A long chain of automobiles lined the university drive at Ohio State University and COTC locations, and snaked even further down Granville Road. Each car received the first to be distributed.
Most of the cars contained children who had come to collect their specialty boxes in person – the first of 50,000 such free kits expected to be distributed across all 88 Ohio counties over the next few months.
The Center for Science and Industry (COSI), the state of Ohio, state educational institutions, museums, cultural organizations, and a number of local, licking county and state officials attended the launch of the Ohio Distance Learning Initiative in Newark.
The Ohio Distance Learning Initiative is an innovative program led by COSI and a collaboration of food providers, libraries, museums, and cultural institutions across the state to provide the 50,000 free, hands-on science kits called Learning Lunchboxes.
Of the many partnerships and parties that have come together to make the project possible, Frederic Bertley, President and CEO of COSI said, “We are making history here.” He said such partnerships are vital to COSI: “You are such a lifeline. “
Historically designed for distribution alongside food programs, the boxes feature five activities in line with Ohio learning standards, promoting science, technology, engineering, art, math (STEAM), culture, history, and more.
The learning lunchboxes are tailored to specific topics, e.g. B. “Space”, which was created in collaboration with NASA.
It was the space-themed boxes that were picked up in Newark by various members of the COSI team, representatives from The Works, Licking County Commissioners, Duane Flowers, Tim Bubb and Rick Black, Senator Jay Hottinger and the Mayor of Newark, Jeff Hall.
According to COSI, around 1,200 kits were distributed on Tuesday afternoon.
When the long chain of cars lined up to get the kits, Mayor Hall said, “This is a wonderful project with great little five-day science projects.”
Hall spoke of the possible “leaps” in education and educational opportunities the pandemic has brought for students in the area, especially younger students.

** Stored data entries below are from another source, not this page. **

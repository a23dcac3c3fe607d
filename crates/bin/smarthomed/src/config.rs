//! Configuration loading: TOML file with environment variable overrides.
//!
//! Looks for `smarthome.toml` in the working directory, or the path named by
//! `SMARTHOME_CONFIG`. Every field has a sensible default so the file is
//! optional. Environment variables take precedence over file values.

use std::str::FromStr;

use chrono::Duration;
use serde::Deserialize;
use smarthome_domain::error::ValidationError;
use smarthome_domain::functionality::{
    ActuatorBehavior, ActuatorCatalog, Behavior, FunctionalityCatalog, SensorBehavior,
    SensorCatalog,
};
use smarthome_domain::id::DeviceId;

const DEFAULT_PATH: &str = "smarthome.toml";

/// Top-level configuration.
#[derive(Debug, Default, Deserialize)]
#[serde(default)]
pub struct Config {
    /// Logging settings.
    pub logging: LoggingConfig,
    /// Functionality catalogs.
    pub catalog: CatalogConfig,
    /// Query tuning.
    pub queries: QueriesConfig,
    /// Power metering.
    pub power: PowerConfig,
    /// Demo data.
    pub seed: SeedConfig,
}

/// Logging configuration.
#[derive(Debug, Deserialize)]
#[serde(default)]
pub struct LoggingConfig {
    /// Filter directive (`RUST_LOG` syntax).
    pub filter: String,
}

/// Catalog overrides. Empty lists select the standard catalog.
#[derive(Debug, Default, Deserialize)]
#[serde(default)]
pub struct CatalogConfig {
    pub sensors: Vec<CatalogEntry>,
    pub actuators: Vec<CatalogEntry>,
}

/// One functionality and the behavior it resolves to.
#[derive(Debug, Clone, Deserialize)]
pub struct CatalogEntry {
    pub functionality: String,
    pub behavior: String,
}

#[derive(Debug, Deserialize)]
#[serde(default)]
pub struct QueriesConfig {
    /// Largest gap, in minutes, between two readings compared as simultaneous.
    pub temperature_tolerance_minutes: i64,
}

#[derive(Debug, Deserialize)]
#[serde(default)]
pub struct PowerConfig {
    /// Device id of the grid power meter.
    pub grid_power_meter: String,
    /// Reporting cadence of the grid power meter, in minutes.
    pub cadence_minutes: i64,
}

#[derive(Debug, Deserialize)]
#[serde(default)]
pub struct SeedConfig {
    /// Populate the stores with the demo house at start-up.
    pub demo: bool,
}

impl Config {
    /// Load configuration from `smarthome.toml` (if present) then apply
    /// environment-variable overrides.
    ///
    /// # Errors
    ///
    /// Returns an error if the TOML file exists but is malformed, or if the
    /// resulting configuration is invalid.
    pub fn load() -> Result<Self, ConfigError> {
        let path = std::env::var("SMARTHOME_CONFIG").unwrap_or_else(|_| DEFAULT_PATH.to_string());
        let mut config = Self::from_file(&path)?;
        config.apply_env_overrides();
        config.validate()?;
        Ok(config)
    }

    fn from_file(path: &str) -> Result<Self, ConfigError> {
        match std::fs::read_to_string(path) {
            Ok(content) => toml::from_str(&content).map_err(ConfigError::Parse),
            Err(err) if err.kind() == std::io::ErrorKind::NotFound => Ok(Self::default()),
            Err(err) => Err(ConfigError::Io(err)),
        }
    }

    fn apply_env_overrides(&mut self) {
        if let Ok(val) = std::env::var("SMARTHOME_LOG") {
            self.logging.filter = val;
        }
        if let Ok(val) = std::env::var("RUST_LOG") {
            self.logging.filter = val;
        }
    }

    fn validate(&self) -> Result<(), ConfigError> {
        self.temperature_tolerance()?;
        self.power_cadence()?;
        if self.power.grid_power_meter.trim().is_empty() {
            return Err(ConfigError::Validation(
                "grid power meter id must not be blank".to_string(),
            ));
        }
        Ok(())
    }

    /// Largest gap between two readings compared as simultaneous.
    ///
    /// # Errors
    ///
    /// Returns [`ConfigError::Validation`] unless the value is a positive
    /// number of minutes that fits a [`Duration`].
    pub fn temperature_tolerance(&self) -> Result<Duration, ConfigError> {
        positive_minutes(
            self.queries.temperature_tolerance_minutes,
            "temperature tolerance",
        )
    }

    /// Reporting cadence of the grid power meter.
    ///
    /// # Errors
    ///
    /// Returns [`ConfigError::Validation`] unless the value is a positive
    /// number of minutes that fits a [`Duration`].
    pub fn power_cadence(&self) -> Result<Duration, ConfigError> {
        positive_minutes(self.power.cadence_minutes, "power meter cadence")
    }

    /// The grid power meter device id.
    ///
    /// # Errors
    ///
    /// Returns [`ConfigError::Catalog`] when the id is blank.
    pub fn grid_power_meter(&self) -> Result<DeviceId, ConfigError> {
        Ok(DeviceId::new(self.power.grid_power_meter.as_str())?)
    }

    /// The sensor catalog: configured entries, or the standard catalog.
    ///
    /// # Errors
    ///
    /// Returns [`ConfigError::Catalog`] for unknown behaviors, blank or
    /// duplicate functionality ids.
    pub fn sensor_catalog(&self) -> Result<SensorCatalog, ConfigError> {
        build_catalog::<SensorBehavior>(&self.catalog.sensors)
    }

    /// The actuator catalog: configured entries, or the standard catalog.
    ///
    /// # Errors
    ///
    /// Returns [`ConfigError::Catalog`] for unknown behaviors, blank or
    /// duplicate functionality ids.
    pub fn actuator_catalog(&self) -> Result<ActuatorCatalog, ConfigError> {
        build_catalog::<ActuatorBehavior>(&self.catalog.actuators)
    }
}

fn positive_minutes(minutes: i64, name: &str) -> Result<Duration, ConfigError> {
    if minutes <= 0 {
        return Err(ConfigError::Validation(format!("{name} must be positive")));
    }
    Duration::try_minutes(minutes).ok_or_else(|| {
        ConfigError::Validation(format!("{name} of {minutes} minutes is too large"))
    })
}

fn build_catalog<B>(entries: &[CatalogEntry]) -> Result<FunctionalityCatalog<B>, ConfigError>
where
    B: Behavior + FromStr<Err = ValidationError>,
    B::Id: FromStr<Err = ValidationError>,
{
    if entries.is_empty() {
        return Ok(FunctionalityCatalog::standard());
    }
    let resolved = entries
        .iter()
        .map(|entry| Ok((entry.functionality.parse()?, entry.behavior.parse()?)))
        .collect::<Result<Vec<(B::Id, B)>, ValidationError>>()?;
    Ok(FunctionalityCatalog::from_entries(resolved)?)
}

impl Default for LoggingConfig {
    fn default() -> Self {
        Self {
            filter: "smarthomed=info,smarthome=info".to_string(),
        }
    }
}

impl Default for QueriesConfig {
    fn default() -> Self {
        Self {
            temperature_tolerance_minutes: 10,
        }
    }
}

impl Default for PowerConfig {
    fn default() -> Self {
        Self {
            grid_power_meter: "Grid Power Meter".to_string(),
            cadence_minutes: 15,
        }
    }
}

impl Default for SeedConfig {
    fn default() -> Self {
        Self { demo: true }
    }
}

/// Configuration errors.
#[derive(Debug, thiserror::Error)]
pub enum ConfigError {
    /// TOML parse failure.
    #[error("failed to parse config file")]
    Parse(#[from] toml::de::Error),
    /// File I/O failure.
    #[error("failed to read config file")]
    Io(#[from] std::io::Error),
    /// A catalog entry or identifier is invalid.
    #[error("invalid catalog entry")]
    Catalog(#[from] ValidationError),
    /// Semantic validation failure.
    #[error("invalid configuration: {0}")]
    Validation(String),
}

“Children live by consistency,” said Hall. “The children had a very difficult year.”
In fact, COSI will also be distributing a limited number of free kits to “each of Ohio’s 611 school districts to improve classroom learning.”

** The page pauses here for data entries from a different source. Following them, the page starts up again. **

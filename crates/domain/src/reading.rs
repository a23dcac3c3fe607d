//! Readings: one or more measurement/unit pairs produced by a sensor.

use std::fmt;

use serde::Serialize;

use crate::error::ValidationError;

const PART_SEPARATOR: char = ';';
const UNITLESS: &str = "*";

/// An immutable reading made of `;`-separated measurements and units.
///
/// A single unit may be given for several measurements only when they share
/// it; otherwise there must be one unit per measurement.
#[derive(Debug, Clone, PartialEq, Eq, Serialize)]
pub struct Reading {
    measurements: Vec<String>,
    units: Vec<String>,
}

impl Reading {
    /// Parse a reading from its measurement and unit strings.
    ///
    /// # Errors
    ///
    /// Returns [`ValidationError::BlankField`] when any part is blank and
    /// [`ValidationError::ReadingArity`] when the unit count matches neither
    /// one nor the measurement count.
    pub fn new(measurement: &str, unit: &str) -> Result<Self, ValidationError> {
        let measurements = split_parts(measurement, "measurement")?;
        let mut units = split_parts(unit, "unit")?;
        if units.len() == 1 && measurements.len() > 1 {
            units = vec![units[0].clone(); measurements.len()];
        }
        if units.len() != measurements.len() {
            return Err(ValidationError::ReadingArity {
                measurements: measurements.len(),
                units: units.len(),
            });
        }
        Ok(Self {
            measurements,
            units,
        })
    }

    #[must_use]
    pub fn measurements(&self) -> &[String] {
        &self.measurements
    }

    #[must_use]
    pub fn units(&self) -> &[String] {
        &self.units
    }

    /// Number of measurement/unit pairs.
    #[must_use]
    pub fn arity(&self) -> usize {
        self.measurements.len()
    }

    /// The numeric value of a single-part reading.
    #[must_use]
    pub fn scalar(&self) -> Option<f64> {
        match self.measurements.as_slice() {
            [single] => single.parse::<f64>().ok().filter(|v| v.is_finite()),
            _ => None,
        }
    }

    /// The reading converted to degrees Celsius, when it is a single
    /// numeric temperature in a recognised unit.
    #[must_use]
    pub fn temperature_celsius(&self) -> Option<f64> {
        let value = self.scalar()?;
        let unit = TemperatureUnit::parse(&self.units[0])?;
        Some(unit.to_celsius(value))
    }
}

impl fmt::Display for Reading {
    fn fmt(&self, f: &mut fmt::Formatter<'_>) -> fmt::Result {
        for (position, (measurement, unit)) in
            self.measurements.iter().zip(&self.units).enumerate()
        {
            if position > 0 {
                f.write_str(" and ")?;
            }
            if unit == UNITLESS {
                f.write_str(measurement)?;
            } else {
                write!(f, "{measurement} {unit}")?;
            }
        }
        Ok(())
    }
}

fn split_parts(raw: &str, field: &'static str) -> Result<Vec<String>, ValidationError> {
    raw.split(PART_SEPARATOR)
        .map(|part| {
            let part = part.trim();
            if part.is_empty() {
                Err(ValidationError::BlankField(field))
            } else {
                Ok(part.to_string())
            }
        })
        .collect()
}

/// Temperature scales recognised when comparing readings.
#[derive(Debug, Clone, Copy, PartialEq, Eq)]
pub enum TemperatureUnit {
    Celsius,
    Fahrenheit,
    Kelvin,
}

impl TemperatureUnit {
    /// Recognise the spellings sensors use for a temperature unit.
    #[must_use]
    pub fn parse(unit: &str) -> Option<Self> {
        let unit = unit.trim();
        match unit {
            "ºC" | "Cº" | "°C" | "C°" | "C" => Some(Self::Celsius),
            "ºF" | "Fº" | "°F" | "F°" | "F" => Some(Self::Fahrenheit),
            "K" => Some(Self::Kelvin),
            _ if unit.eq_ignore_ascii_case("celsius") => Some(Self::Celsius),
            _ if unit.eq_ignore_ascii_case("fahrenheit") => Some(Self::Fahrenheit),
            _ if unit.eq_ignore_ascii_case("kelvin") => Some(Self::Kelvin),
            _ => None,
        }
    }

    #[must_use]
    pub fn to_celsius(self, value: f64) -> f64 {
        match self {
            Self::Celsius => value,
            Self::Fahrenheit => (value - 32.0) * 5.0 / 9.0,
            Self::Kelvin => value - 273.15,
        }
    }
}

Duane Flowers, Licking County’s Commissioner, said learning STEM and STEAM is becoming increasingly important, “especially in today’s world. It’s just another opportunity for young children to look at the opportunities out there … There are so many opportunities out there. “
Rick Platt, CEO of Heath-Newark-Licking County’s Port Authority, agreed, “You need these STEM-enabled people. It starts in kindergarten when you think about it and parents realize that there are employers in the community who crave these STEM skills. The pandemic shows that these are the careers that have enduring power. “
According to a press release, COSI will continue to distribute a limited number of the STEAM kits, subject to availability, in Ohio’s 88 counties in 2021 to promote home and community learning.

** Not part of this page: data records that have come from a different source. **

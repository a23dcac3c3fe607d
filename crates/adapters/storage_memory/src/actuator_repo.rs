//! In-memory implementation of [`ActuatorRepository`].

use std::future::Future;

use smarthome_app::ports::ActuatorRepository;
use smarthome_domain::actuator::Actuator;
use smarthome_domain::error::SmartHomeError;
use smarthome_domain::id::{ActuatorFunctionalityId, ActuatorId, DeviceId};

use crate::table::Table;

/// In-memory actuator repository.
#[derive(Clone)]
pub struct MemoryActuatorRepository {
    table: Table<ActuatorId, Actuator>,
}

impl MemoryActuatorRepository {
    #[must_use]
    pub fn new() -> Self {
        Self {
            table: Table::new("actuators"),
        }
    }

    fn matching(&self, keep: impl Fn(&Actuator) -> bool) -> Result<Vec<Actuator>, SmartHomeError> {
        Ok(self.table.select(keep)?)
    }
}

impl Default for MemoryActuatorRepository {
    fn default() -> Self {
        Self::new()
    }
}

impl ActuatorRepository for MemoryActuatorRepository {
    fn save(
        &self,
        actuator: Actuator,
    ) -> impl Future<Output = Result<Actuator, SmartHomeError>> + Send {
        let result = self.table.insert_new("Actuator", actuator.id().clone(), actuator);
        async move { result }
    }

    fn find_by_id(
        &self,
        id: &ActuatorId,
    ) -> impl Future<Output = Result<Option<Actuator>, SmartHomeError>> + Send {
        let result = self.table.get(id).map_err(SmartHomeError::from);
        async move { result }
    }

    fn exists_by_id(
        &self,
        id: &ActuatorId,
    ) -> impl Future<Output = Result<bool, SmartHomeError>> + Send {
        let result = self.table.contains(id).map_err(SmartHomeError::from);
        async move { result }
    }

    fn find_by_device(
        &self,
        device_id: &DeviceId,
    ) -> impl Future<Output = Result<Vec<Actuator>, SmartHomeError>> + Send {
        let result = self.matching(|actuator| actuator.device_id() == device_id);
        async move { result }
    }

    fn find_by_device_and_functionality(
        &self,
        device_id: &DeviceId,
        functionality_id: &ActuatorFunctionalityId,
    ) -> impl Future<Output = Result<Vec<Actuator>, SmartHomeError>> + Send {
        let result = self.matching(|actuator| {
            actuator.device_id() == device_id && actuator.functionality_id() == functionality_id
        });
        async move { result }
    }

    fn find_by_functionality(
        &self,
        functionality_id: &ActuatorFunctionalityId,
    ) -> impl Future<Output = Result<Vec<Actuator>, SmartHomeError>> + Send {
        let result = self.matching(|actuator| actuator.functionality_id() == functionality_id);
        async move { result }
    }

    fn find_all(&self) -> impl Future<Output = Result<Vec<Actuator>, SmartHomeError>> + Send {
        let result = self.matching(|_| true);
        async move { result }
    }
}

At some locations, “the meals are also distributed via local food bank partners so that together we can contribute to feeding hungry lives and hungry minds.”
This was the case in Newark on March 30th. After picking up the STEAM kits, the cars were able to continue on the curve of University Drive to another station where Licking County’s Food Pantry Network was distributing boxes of meals.
The second community distribution is scheduled for April in Cincinnati.